• Your assignment: Looking at the data below, how many lines include the word "MemoryStore"? Respond with the number only.

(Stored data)
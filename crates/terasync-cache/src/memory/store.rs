//! Process-local store built on a concurrent map with per-entry deadlines.

use std::sync::Arc;
use std::time::Duration;

use async_trait::async_trait;
use dashmap::DashMap;
use tokio::time::Instant;
use tracing::debug;

use terasync_core::result::AppResult;
use terasync_core::traits::store::SharedStore;

#[derive(Debug, Clone)]
struct Entry {
    value: String,
    expires_at: Instant,
}

impl Entry {
    fn is_live(&self, now: Instant) -> bool {
        now < self.expires_at
    }
}

/// In-memory shared store.
///
/// Conditional operations run under the map's shard lock for the key, so
/// they are atomic with respect to each other. Expired entries are
/// invisible immediately and physically removed by [`SharedStore::purge_expired`].
#[derive(Debug, Clone, Default)]
pub struct MemoryStore {
    entries: Arc<DashMap<String, Entry>>,
}

impl MemoryStore {
    /// Create an empty store.
    pub fn new() -> Self {
        Self::default()
    }

    fn live_value(&self, key: &str, now: Instant) -> Option<String> {
        self.entries
            .get(key)
            .filter(|entry| entry.is_live(now))
            .map(|entry| entry.value.clone())
    }
}

#[async_trait]
impl SharedStore for MemoryStore {
    fn provider_type(&self) -> &str {
        "memory"
    }

    async fn get(&self, key: &str) -> AppResult<Option<String>> {
        Ok(self.live_value(key, Instant::now()))
    }

    async fn get_many(&self, keys: &[String]) -> AppResult<Vec<Option<String>>> {
        let now = Instant::now();
        Ok(keys.iter().map(|key| self.live_value(key, now)).collect())
    }

    async fn set(&self, key: &str, value: &str, ttl: Duration) -> AppResult<()> {
        self.entries.insert(
            key.to_string(),
            Entry {
                value: value.to_string(),
                expires_at: Instant::now() + ttl,
            },
        );
        Ok(())
    }

    async fn delete(&self, key: &str) -> AppResult<bool> {
        let now = Instant::now();
        Ok(self
            .entries
            .remove(key)
            .is_some_and(|(_, entry)| entry.is_live(now)))
    }

    async fn delete_if_equals(&self, key: &str, expected: &str) -> AppResult<bool> {
        let now = Instant::now();
        Ok(self
            .entries
            .remove_if(key, |_, entry| entry.is_live(now) && entry.value == expected)
            .is_some())
    }

    async fn expire_if_equals(
        &self,
        key: &str,
        expected: &str,
        ttl: Duration,
    ) -> AppResult<bool> {
        let now = Instant::now();
        match self.entries.get_mut(key) {
            Some(mut entry) if entry.is_live(now) && entry.value == expected => {
                entry.expires_at = now + ttl;
                Ok(true)
            }
            _ => Ok(false),
        }
    }

    async fn count_prefix(&self, prefix: &str) -> AppResult<u64> {
        let now = Instant::now();
        let count = self
            .entries
            .iter()
            .filter(|entry| entry.key().starts_with(prefix) && entry.value().is_live(now))
            .count();
        Ok(count as u64)
    }

    async fn purge_expired(&self) -> AppResult<u64> {
        let now = Instant::now();
        let before = self.entries.len();
        self.entries.retain(|_, entry| entry.is_live(now));
        let removed = before.saturating_sub(self.entries.len()) as u64;
        if removed > 0 {
            debug!(removed, "Purged expired store entries");
        }
        Ok(removed)
    }

    async fn health_check(&self) -> AppResult<bool> {
        Ok(true)
    }
}
//! # terasync-queue
//!
//! Download admission for TeraSync distribution servers:
//!
//! - [`RequestQueue`]: process-local table of download requests with a
//!   normal lane and a reserved priority lane
//! - [`AdmissionController`]: background loop promoting Queued requests and
//!   announcing each activation through a [`ReadyNotifier`]
//! - [`prepare_pull`]: resolves an Active request's blobs through the cache
//!   and streams them, completing the request when the stream ends
//!
//! [`ReadyNotifier`]: terasync_core::traits::ReadyNotifier

pub mod admission;
#[cfg(feature = "http-notifier")]
pub mod notifier;
pub mod pull;
pub mod queue;
pub mod state;

pub use admission::AdmissionController;
#[cfg(feature = "http-notifier")]
pub use notifier::HttpReadyNotifier;
pub use pull::{PullBatch, TrackedStream, prepare_pull};
pub use queue::{PullTicket, QueueLimits, QueueStats, RequestQueue};
pub use state::{DownloadRequest, Lane, RequestState};
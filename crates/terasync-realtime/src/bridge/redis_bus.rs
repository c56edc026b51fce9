//! Redis pub/sub shard bus for multi-shard deployments.

use async_trait::async_trait;
use futures::StreamExt;
use tokio::sync::mpsc;
use tracing::{debug, info, warn};

use terasync_cache::redis::RedisClient;
use terasync_core::error::{AppError, ErrorKind};
use terasync_core::result::AppResult;

use super::{ShardBus, ShardEnvelope};

/// One Redis channel per shard, named `<prefix>bus:<shard>`.
#[derive(Debug, Clone)]
pub struct RedisShardBus {
    client: RedisClient,
    buffer_size: usize,
}

impl RedisShardBus {
    pub fn new(client: RedisClient, buffer_size: usize) -> Self {
        Self {
            client,
            buffer_size: buffer_size.max(1),
        }
    }

    fn channel(&self, shard: &str) -> String {
        self.client.prefixed_key(&format!("bus:{shard}"))
    }
}

fn bus_error(message: &str, e: redis::RedisError) -> AppError {
    AppError::with_source(ErrorKind::StoreUnavailable, message.to_string(), e)
}

#[async_trait]
impl ShardBus for RedisShardBus {
    fn provider_type(&self) -> &str {
        "redis"
    }

    async fn publish(&self, shard: &str, envelope: ShardEnvelope) -> AppResult<()> {
        let payload = serde_json::to_string(&envelope)?;
        let mut conn = self.client.conn_mut();
        redis::cmd("PUBLISH")
            .arg(self.channel(shard))
            .arg(payload)
            .query_async::<i64>(&mut conn)
            .await
            .map_err(|e| bus_error("Redis PUBLISH failed", e))?;
        Ok(())
    }

    async fn subscribe(&self, shard: &str) -> AppResult<mpsc::Receiver<ShardEnvelope>> {
        let channel = self.channel(shard);
        let mut pubsub = self
            .client
            .client()
            .get_async_pubsub()
            .await
            .map_err(|e| bus_error("Failed to open Redis pub/sub connection", e))?;
        pubsub
            .subscribe(&channel)
            .await
            .map_err(|e| bus_error("Redis SUBSCRIBE failed", e))?;
        info!(%channel, "Subscribed to shard bus");

        let (tx, rx) = mpsc::channel(self.buffer_size);
        tokio::spawn(async move {
            let mut messages = pubsub.into_on_message();
            while let Some(msg) = messages.next().await {
                let payload: String = match msg.get_payload() {
                    Ok(payload) => payload,
                    Err(e) => {
                        warn!(error = %e, "Unreadable shard bus payload");
                        continue;
                    }
                };
                match serde_json::from_str::<ShardEnvelope>(&payload) {
                    Ok(envelope) => {
                        if tx.send(envelope).await.is_err() {
                            break;
                        }
                    }
                    Err(e) => warn!(error = %e, "Malformed shard bus envelope"),
                }
            }
            debug!(%channel, "Shard bus subscription ended");
        });
        Ok(rx)
    }
}
//! Logging configuration.

use serde::{Deserialize, Serialize};

/// Logging and tracing configuration.
#[derive(Debug, Clone, Serialize, Deserialize)]
pub struct LoggingConfig {
    /// Log level: `"trace"`, `"debug"`, `"info"`, `"warn"`, `"error"`.
    #[serde(default = "default_level")]
    pub level: String,
    /// Log format: `"json"` or `"pretty"`.
    #[serde(default = "default_format")]
    pub format: String,
}

impl Default for LoggingConfig {
    fn default() -> Self {
        Self {
            level: default_level(),
            format: default_format(),
        }
    }
}

fn default_level() -> String {
    "info".to_string()
}

fn default_format() -> String {
    "json".to_string()
}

• Answer box: 3